New Data Protection Bill was read in the House of Lords on 13 September 2017
The Data Protection Bill, which will replace the Data Protection Act 1998, had its first reading in the House of Lords on 13 September 2017.The Data Protection Bill is intended to ensure that UK and EU data protection regimes are aligned post-Brexit. The aim is to demonstrate that the UK is an adequate jurisdiction for EU data and so achieve uninterrupted data flows once the UK has left the EU
The Bill will evolve into the Data Protection Act 2018.
How will the UK’s data protection regime work from 2018 onwards? Below are a few observations on how it will work.
First of all, once the UK leaves the EU, the GDPR will no longer be directly applicable in the UK. Crucially, however, a post-Brexit UK will need to have in place a data protection regime that mirrors the GDPR; otherwise, the transferring of personal data between the UK and the EU will be extremely problematic. The Bill therefore strives to make UK data protection law stand on its own two feet while tracking the GDPR.

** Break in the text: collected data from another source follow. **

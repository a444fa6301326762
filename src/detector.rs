//! The detector contract (§4.2): every detector implements this trait and
//! contributes an opinion about one request to the blackboard orchestrator.

use crate::blackboard::Blackboard;
use crate::envelope::RequestEnvelope;
use async_trait::async_trait;
use serde::{Deserialize, Serialize};
use tokio_util::sync::CancellationToken;

/// Coarse grouping used for category weighting and breakdown (§4.3 step 7).
#[derive(Debug, Clone, PartialEq, Eq, Hash, Serialize, Deserialize)]
pub enum Category {
    UserAgent,
    Header,
    IpReputation,
    Behavioral,
    Fingerprint,
    Correlation,
    Ai,
    Custom(String),
}

impl std::fmt::Display for Category {
    fn fmt(&self, f: &mut std::fmt::Formatter<'_>) -> std::fmt::Result {
        match self {
            Self::UserAgent => write!(f, "UserAgent"),
            Self::Header => write!(f, "Header"),
            Self::IpReputation => write!(f, "IpReputation"),
            Self::Behavioral => write!(f, "Behavioral"),
            Self::Fingerprint => write!(f, "Fingerprint"),
            Self::Correlation => write!(f, "Correlation"),
            Self::Ai => write!(f, "Ai"),
            Self::Custom(name) => write!(f, "{name}"),
        }
    }
}

/// A short-circuit verdict a detector can attach to a contribution. Honored
/// immediately at any wave boundary (§4.1).
#[derive(Debug, Clone, Copy, PartialEq, Eq, Serialize, Deserialize)]
pub enum Verdict {
    VerifiedGoodBot,
    VerifiedBadBot,
    Whitelisted,
}

/// One detector's signed, weighted, reasoned opinion about one request.
#[derive(Debug, Clone, Serialize, Deserialize)]
pub struct Contribution {
    pub detector_name: String,
    pub category: Category,
    /// In `[-1, 1]`; negative = human-like. Clamped by the aggregator.
    pub confidence_delta: f64,
    /// `>= 0`.
    pub weight: f64,
    pub reason: String,
    pub processing_time_ms: u64,
    pub priority: i32,
    pub verdict: Option<Verdict>,
    pub bot_type: Option<String>,
    pub bot_name: Option<String>,
}

impl Contribution {
    pub fn new(detector_name: impl Into<String>, category: Category, confidence_delta: f64, weight: f64, reason: impl Into<String>) -> Self {
        Self {
            detector_name: detector_name.into(),
            category,
            confidence_delta: confidence_delta.clamp(-1.0, 1.0),
            weight: weight.max(0.0),
            reason: reason.into(),
            processing_time_ms: 0,
            priority: 0,
            verdict: None,
            bot_type: None,
            bot_name: None,
        }
    }

    pub fn with_verdict(mut self, verdict: Verdict) -> Self {
        self.verdict = Some(verdict);
        self
    }

    pub fn with_identity(mut self, bot_type: impl Into<String>, bot_name: impl Into<String>) -> Self {
        self.bot_type = Some(bot_type.into());
        self.bot_name = Some(bot_name.into());
        self
    }

    pub fn with_processing_time_ms(mut self, ms: u64) -> Self {
        self.processing_time_ms = ms;
        self
    }

    pub fn with_priority(mut self, priority: i32) -> Self {
        self.priority = priority;
        self
    }

    /// `effWeight * delta`, used by the aggregator to rank primary bot
    /// identity and by the orchestrator's synthetic contribution builder.
    pub fn signed_weight(&self) -> f64 {
        self.weight * self.confidence_delta
    }
}

/// Which integer wave (1..N) a detector runs in. Detectors in the same
/// wave run in parallel; waves run strictly in sequence.
pub type Wave = u32;

/// Stable per-detector metadata the orchestrator needs before invocation.
#[derive(Debug, Clone)]
pub struct DetectorMeta {
    pub name: String,
    pub category: Category,
    pub wave: Wave,
    pub default_weight: f64,
    pub expected_latency_ms: Option<u64>,
    pub timeout_ms: Option<u64>,
}

/// Every detector exposes stable identity plus `contribute`.
///
/// Contract (§4.2):
/// - MUST be cancellation-cooperative.
/// - MUST NOT mutate the request envelope.
/// - MAY read/write signals on the blackboard.
/// - SHOULD return `Ok(None)` for "no opinion"; the aggregator treats
///   absence as neutral, not human-like.
#[async_trait]
pub trait Detector: Send + Sync {
    fn meta(&self) -> &DetectorMeta;

    async fn contribute(
        &self,
        envelope: &RequestEnvelope,
        blackboard: &Blackboard,
        cancel: &CancellationToken,
    ) -> crate::error::Result<Option<Contribution>>;
}

#[cfg(test)]
mod tests {
    use super::*;

    #[test]
    fn confidence_delta_clamps_to_unit_interval() {
        let c = Contribution::new("x", Category::UserAgent, 5.0, 1.0, "r");
        assert_eq!(c.confidence_delta, 1.0);
        let c = Contribution::new("x", Category::UserAgent, -5.0, 1.0, "r");
        assert_eq!(c.confidence_delta, -1.0);
    }

    #[test]
    fn weight_clamps_to_non_negative() {
        let c = Contribution::new("x", Category::UserAgent, 0.1, -2.0, "r");
        assert_eq!(c.weight, 0.0);
    }

    #[test]
    fn signed_weight_multiplies_weight_and_delta() {
        let c = Contribution::new("x", Category::UserAgent, 0.5, 2.0, "r");
        assert_eq!(c.signed_weight(), 1.0);
    }
}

Secondly, the GDPR is of course a Regulation, meaning that it will be directly applicable across the EU, without the need for any domestic implementing legislation. However, the GDPR leaves plenty of gaps for member states to fill in. For example, it is up to member states to particularise the grounds on which ‘special category’ personal data (formerly known as ‘sensitive personal data’ in UK law) can be processed. Exemptions from the rights and obligations conferred in Articles 12-22 of the GDPR (subject access, the right to be forgotten or to have personal data rectified, and so on) are also matters for member states. That is one of the main functions of the Bill: it fills in the gaps in the GDPR.
Thirdly, one of the Bill’s functions is to extend the GDPR into areas of data processing where it would not otherwise reach. For example, the GDPR does not apply to law enforcement or intelligence services activity, but the UK has voluntarily imposed a GDPR-like regime in those areas: see Parts 3 (law enforcement) and 4 (intelligence services) of the Bill. The same goes for other, less prominent areas of data processing, such as public authorities who hold unstructured manual files: see Chapter 3 within Part 2 of the Bill.